Figure 5. Stable knockdown of DYRK2 elevates tumor growth in vitro and in vivo.

(A) MCF-7 cells were transfected with pSuper vector or pSuper-DYRK2 shRNA. To isolate stable shRNA-expressing cells, transfected cells were selected with puromycin. Knockdown efficiency of DYRK2 was monitored by quantitative RT-PCR. (B) Lysates form MCF-7 cells stably expressing vector (vector) or pSuper DYRK2 shRNA (DYRK2 shRNA #7) were analyzed by immunoblotting with indicated antibodies. Total RNAs were analyzed by RT-PCR. The result of quantitative RT-PCR was normalized for the level of Actin and represents the relative fold induction compared with control sample.

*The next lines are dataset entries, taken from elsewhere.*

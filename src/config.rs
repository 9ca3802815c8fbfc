//! Routing configuration.

use std::path::Path;

use serde::{Deserialize, Serialize};

use crate::error::LoadError;
use crate::graph::NamingConvention;

/// The default marker which prefixes internal edge identifiers.
const DEFAULT_INTERNAL_PREFIX: &str = ":";

/// The default character at which canonical junction identifiers begin.
const DEFAULT_JUNCTION_ANCHOR: char = 'J';

/// The default number of attempts made to generate each random route.
const DEFAULT_MAX_ATTEMPTS: usize = 100;

/// Settings which control how routes are computed and generated.
#[derive(Clone, Debug, PartialEq, Serialize, Deserialize)]
#[serde(default)]
pub struct RoutingConfig {
    /// Edges whose identifier starts with this marker are internal to a junction.
    pub internal_prefix: String,
    /// Junction identifiers are normalized by discarding everything before
    /// the first occurrence of this character. `None` disables this.
    pub junction_anchor: Option<char>,
    /// The maximum number of junction pairs tried per generated route.
    pub max_attempts: usize,
}

impl Default for RoutingConfig {
    fn default() -> Self {
        Self {
            internal_prefix: DEFAULT_INTERNAL_PREFIX.to_string(),
            junction_anchor: Some(DEFAULT_JUNCTION_ANCHOR),
            max_attempts: DEFAULT_MAX_ATTEMPTS,
        }
    }
}

impl RoutingConfig {
    /// Parses a configuration from a JSON string. Missing fields take their defaults.
    pub fn from_json(json: &str) -> Result<Self, LoadError> {
        Ok(serde_json::from_str(json)?)
    }

    /// Reads a configuration from a JSON file.
    pub fn from_file(path: impl AsRef<Path>) -> Result<Self, LoadError> {
        let path = path.as_ref();
        let json = std::fs::read_to_string(path).map_err(|source| LoadError::Io {
            path: path.display().to_string(),
            source,
        })?;
        Self::from_json(&json)
    }

    /// The naming convention used to classify and normalize identifiers.
    pub fn convention(&self) -> NamingConvention {
        NamingConvention::new(&self.internal_prefix, self.junction_anchor)
    }
}

#[cfg(test)]
mod test {
    use super::*;

    #[test]
    fn defaults_fill_missing_fields() {
        let config = RoutingConfig::from_json(r#"{ "max_attempts": 5 }"#).unwrap();
        assert_eq!(config.internal_prefix, ":");
        assert_eq!(config.junction_anchor, Some('J'));
        assert_eq!(config.max_attempts, 5);
    }

    #[test]
    fn anchor_can_be_disabled() {
        let config = RoutingConfig::from_json(r#"{ "junction_anchor": null }"#).unwrap();
        assert_eq!(config.junction_anchor, None);
    }

    #[test]
    fn rejects_bad_json() {
        assert!(RoutingConfig::from_json("{ nope").is_err());
    }

    #[test]
    fn missing_file() {
        let err = RoutingConfig::from_file("/definitely/not/here.json").unwrap_err();
        assert!(matches!(err, LoadError::Io { .. }));
    }
}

The data were evaluated from 3 independent experiments, each performed in triplicate. (C and D) Cell growth was analyzed by the MTS assay (C) or the colony formation assay (D). (E and F) Transduced MCF-7 cells with 50% matrigel were inoculated into the opening of the lactiferous duct in the abdominal mammary gland in BALB/c nu/nu mice implanted with 17β-estradiol tablets. Tumor size was measured using calipers (n = 3). Data (maximum tumor volume [MTV]) indicate mean ± SD (E). *P < 0.05. Representative pictures of tumor-bearing nude mice (upper panels) and tumors (lower panels), which were taken 10 weeks after inoculation (F). Arrowheads indicate inoculated tumors. Scale bar: 10 mm. (G) Enucleated tumors were subjected to immunostaining with anti-DYRK2, anti–c-Jun, or anti–c-Myc. Scale bar: 50 μm.